Look at everything that was happening up to a year prior to the start of your disease. Write down your answers so you will have a visual picture of it. How were you feeling about: your job, where you were living, your health, your primary relationships, your course in life (were you where you wanted to be or did you feel you were not reaching your potential) or any other area. Had anything changed in any of these areas? Be sure to include what was happening internally in terms of thoughts and emotions as well as what was happening in your outer life.
2. What was happening in your life when the condition improved or deteriorated?
If your disease or condition, or the symptoms, have improved or deteriorated over time, or if it goes away for a while and then comes back, what was happening in your life at these times?
The data you collected from answering these questions can point you to areas of your life that you may have needed to address when the disease arose, and that you may still need to address in order to heal your condition.
Look for Metaphors
Describe your experience of your condition in one or two words. For example, you might describe it as ‘crushing’, ‘unendurable’, ‘overwhelming, ‘exhausting’, or ‘heartbreaking.’ Then, using the word or words you picked, ask yourself a question about where else these feelings have appeared in your life – who or what has crushed you in your life, what else in life has been, or still is, unendurable, overwhelming, exhausting, or heart-breaking?
The answers you get from this exercise may point you to unresolved emotional pain that could be contributing to your condition. If you find that you have unresolved emotional pain, then decide what you will do to address it. Examples could be therapy, hypnosis, forgiving yourself or others, or some other way of resolving your emotional pain.
Another way to use metaphor with regard to your illness, is to see if the form of your condition is a metaphor for something you need to change in your life. An example would be if you have throat cancer or something else wrong with your throat and you are someone unable to ask for what you want, or you want to speak out against something but feel you can’t.
Ask Yourself Directly What Your Disease Means?
The meaning of disease is often, and maybe always, to alert us to areas of life that we need to address. Some part of you is aware of this, though you may not be consciously aware of it. By relaxing and focusing inside, you can often access answers that you may not receive when outwardly focused. So get in a comfortable position, breathe through your nose into your belly (both these turn down the flight-flight-freeze response and so are relaxing). and focus inside yourself. Once you feel relaxed and inwardly focused, ask the part of you that knows to tell you what your disease means. What has it come to tell you?
Another way to do this is to ask the question ‘If my condition was here to tell me something, what would it be saying? Then if nothing comes to mind, take a guess. Often the first thing that comes to mind when you ask the question or guess at the answer, is the correct one. Try not to dismiss anything immediately, however unlikely or unwelcome it seems. Try it on and see how it fits.

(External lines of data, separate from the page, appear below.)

//! Operator-facing output for platsync
//!
//! Console messages go to stderr and are filtered by verbosity; every message
//! is also appended to a log file that is truncated at the start of each run.
//! Subprocess output is only written to the log file.

use colored::Colorize;
use indicatif::ProgressBar;
use std::fs::{self, OpenOptions};
use std::io::Write;
use std::path::{Path, PathBuf};
use std::sync::Mutex;

static LOG_FILE: Mutex<Option<PathBuf>> = Mutex::new(None);
static VERBOSITY: Mutex<u8> = Mutex::new(0);
static CURRENT_MODULE: Mutex<Option<String>> = Mutex::new(None);
static SPINNER: Mutex<Option<ProgressBar>> = Mutex::new(None);

const LOG_FILE_NAME: &str = "platsync.log";

/// Get the current verbosity level
pub fn get_verbosity() -> u8 {
    VERBOSITY.lock().ok().map(|v| *v).unwrap_or(0)
}

fn set_verbosity(verbosity: u8) {
    if let Ok(mut v) = VERBOSITY.lock() {
        *v = verbosity;
    }
}

/// Get the id of the platform module being processed
pub fn get_current_module() -> Option<String> {
    CURRENT_MODULE.lock().ok().and_then(|guard| guard.clone())
}

/// Set the id of the platform module being processed
pub fn set_current_module(module: Option<String>) {
    if let Ok(mut v) = CURRENT_MODULE.lock() {
        *v = module;
    }
}

/// Initialize the logger with the default log file location
pub fn init_with_verbosity(verbosity: u8) -> Result<(), String> {
    let log_dir = get_log_dir()?;
    init_with_log_file(verbosity, &log_dir.join(LOG_FILE_NAME))
}

/// Initialize the logger writing to a specific log file
pub fn init_with_log_file(verbosity: u8, log_file: &Path) -> Result<(), String> {
    set_verbosity(verbosity);

    if let Some(parent) = log_file.parent() {
        if !parent.as_os_str().is_empty() {
            fs::create_dir_all(parent)
                .map_err(|e| format!("Failed to create log directory: {}", e))?;
        }
    }

    // Truncate log file on each run (overwrite instead of append)
    if log_file.exists() {
        let _ = fs::remove_file(log_file);
    }

    let mut log_file_guard = LOG_FILE
        .lock()
        .map_err(|_| "Log file lock poisoned".to_string())?;
    *log_file_guard = Some(log_file.to_path_buf());

    Ok(())
}

/// Get the log directory path
fn get_log_dir() -> Result<PathBuf, String> {
    #[cfg(not(target_os = "windows"))]
    let log_dir = dirs::home_dir()
        .ok_or("Could not determine home directory")?
        .join(".config")
        .join("platsync");

    #[cfg(target_os = "windows")]
    let log_dir = dirs::config_dir()
        .ok_or("Could not determine config directory")?
        .join("platsync");

    Ok(log_dir)
}

/// Write to log file
fn write_to_log(message: &str) {
    if let Ok(log_file_guard) = LOG_FILE.lock() {
        if let Some(ref log_path) = *log_file_guard {
            if let Ok(mut file) = OpenOptions::new().create(true).append(true).open(log_path) {
                let timestamp = chrono::Local::now().format("%Y-%m-%d %H:%M:%S");
                let module = get_current_module().unwrap_or_else(|| "-".to_string());
                let _ = writeln!(file, "[{}] [{}] {}", timestamp, module, message);
            }
        }
    }
}

/// Log an informational message (to console if verbose >= 1, always to file)
pub fn info(message: &str) {
    write_to_log(&format!("INFO {}", message));
    if get_verbosity() >= 1 {
        suspend_spinner(|| eprintln!("{}", message));
    }
}

/// Log a debug message (to console if verbose >= 1, always to file)
pub fn debug(message: &str) {
    write_to_log(&format!("DEBUG {}", message));
    if get_verbosity() >= 1 {
        suspend_spinner(|| eprintln!("{} {}", "DEBUG:".blue().bold(), message));
    }
}

/// Log a warning message (to both file and console)
pub fn warn(message: &str) {
    write_to_log(&format!("WARN {}", message));
    suspend_spinner(|| eprintln!("{} {}", "warning:".yellow().bold(), message));
}

/// Log an error message (to both file and console)
pub fn error(message: &str) {
    write_to_log(&format!("ERROR {}", message));
    spinner_stop();
    eprintln!("{} {}", "Error:".red().bold(), message);
}

/// Log a success message
pub fn success(message: &str) {
    write_to_log(&format!("SUCCESS {}", message));
    let check = "\u{2714}".green().bold();
    suspend_spinner(|| eprintln!("{} {}", check, message));
}

/// Log a step message (console only at -vv, always to file)
pub fn step(message: &str) {
    if get_verbosity() >= 2 {
        suspend_spinner(|| eprintln!("TRACE: {}", message));
    }
    write_to_log(&format!("STEP: {}", message));
}

/// Record a finished subprocess and its output in the log file
pub fn capture_output(command_name: &str, exit_code: Option<i32>, stdout: &[u8], stderr: &[u8]) {
    let stdout = String::from_utf8_lossy(stdout);
    let stderr = String::from_utf8_lossy(stderr);

    write_to_log(&format!(
        "COMMAND: {} (exit code: {:?})",
        command_name, exit_code
    ));

    if !stdout.is_empty() {
        write_to_log(&format!("  STDOUT:\n{}", stdout));
    }

    if !stderr.is_empty() {
        write_to_log(&format!("  STDERR:\n{}", stderr));
    }
}

/// Get the log file path for display
pub fn get_log_path() -> Option<PathBuf> {
    LOG_FILE.lock().ok().and_then(|guard| guard.clone())
}

/// Print the log file path to the user
pub fn show_log_path() {
    if let Some(path) = get_log_path() {
        eprintln!("Log file: {}", path.display());
    } else if let Ok(log_dir) = get_log_dir() {
        eprintln!("Log file: {}", log_dir.join(LOG_FILE_NAME).display());
    } else {
        eprintln!("Log file location not available");
    }
}

fn suspend_spinner<F: FnOnce()>(print: F) {
    let guard = SPINNER.lock();
    match guard.as_ref().ok().and_then(|g| g.as_ref()) {
        Some(spinner) => spinner.suspend(print),
        None => print(),
    }
}

/// Start a spinner with the given message (only if not verbose)
pub fn spinner_start(message: &str) {
    // Don't show spinner in verbose mode, build steps print their own progress
    if get_verbosity() > 0 {
        return;
    }

    let spinner = ProgressBar::new_spinner();
    if let Ok(style) = indicatif::ProgressStyle::default_spinner()
        .tick_strings(&["⠋", "⠙", "⠹", "⠸", "⠼", "⠴", "⠦", "⠧", "⠇", "⠏"])
        .template("{spinner:.cyan} {msg}")
    {
        spinner.set_style(style);
    }
    spinner.enable_steady_tick(std::time::Duration::from_millis(80));
    spinner.set_message(message.to_string());

    if let Ok(mut spinner_guard) = SPINNER.lock() {
        if let Some(previous) = spinner_guard.replace(spinner) {
            previous.finish_and_clear();
        }
    }
}

/// Complete the spinner with a success message
pub fn spinner_success(message: &str) {
    spinner_stop();
    write_to_log(&format!("SUCCESS {}", message));
    eprintln!("{} {}", "✔".green().bold(), message);
}

/// Stop the spinner with an error message
pub fn spinner_error(message: &str) {
    spinner_stop();
    write_to_log(&format!("ERROR {}", message));
    eprintln!("  {} {}", "✗".red().bold(), message);
}

/// Stop the spinner without any message
pub fn spinner_stop() {
    if let Ok(mut spinner_guard) = SPINNER.lock() {
        if let Some(spinner) = spinner_guard.take() {
            spinner.finish_and_clear();
        }
    }
}

#[cfg(test)]
mod tests {
    use super::*;
    use tempfile::TempDir;

    // Logger state is process-wide, so everything is checked in one test
    #[test]
    fn test_file_logging_and_module_tag() {
        let Ok(temp_dir) = TempDir::new() else {
            return;
        };
        let log_path = temp_dir.path().join("logs").join(LOG_FILE_NAME);
        assert!(fs::write(temp_dir.path().join("stale"), "x").is_ok());

        assert!(init_with_log_file(0, &log_path).is_ok());
        assert_eq!(get_verbosity(), 0);
        assert_eq!(get_log_path().as_deref(), Some(log_path.as_path()));

        set_current_module(Some("tidal".to_string()));
        debug("resolving library name");
        capture_output("cargo build --release", Some(101), b"", b"error[E0433]");
        set_current_module(None);
        step("done");

        let content = fs::read_to_string(&log_path).unwrap_or_default();
        assert!(content.contains("[tidal] DEBUG resolving library name"));
        assert!(content.contains("COMMAND: cargo build --release (exit code: Some(101))"));
        assert!(content.contains("error[E0433]"));
        assert!(content.contains("[-] STEP: done"));

        // Re-initializing truncates the previous run's log
        assert!(init_with_log_file(1, &log_path).is_ok());
        assert!(!log_path.exists());
        assert_eq!(get_verbosity(), 1);
    }
}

Once you have the answer, then you need to take action to address the reason your disease is present in your life. If the action you need to take is not clear, then again you can ask the inner part of your that knows what you should do.
With any of the above it is important to evaluate and not immediately accept any response that seems unwise or dangerous. For example if you get the answer that you need to immediately leave your job or your family, then you should likely reflect on this, or talk to a trusted third party about it. Though there are some situations in which remaining in a relationship or job could be dangerous and leaving is sensible, if you are being threatened or physically hurt for example, less extreme situations likely do not call for an immediate departure.
Use The Power of Your Non-Dominant Hand
Writing with your non-dominant hand is a way of accessing the inner self – the part of you that knows why you are ill. So you can ask the questions suggested above by writing them down with your dominant hand and then writing the responses with your non-dominant hand – letting the response arise as you write. Or you can just do a free-write with your non-dominant hand, allowing information about your disease to just come forth without thinking it through before writing. Either way is very powerful in accessing information about yourself you may not be aware of.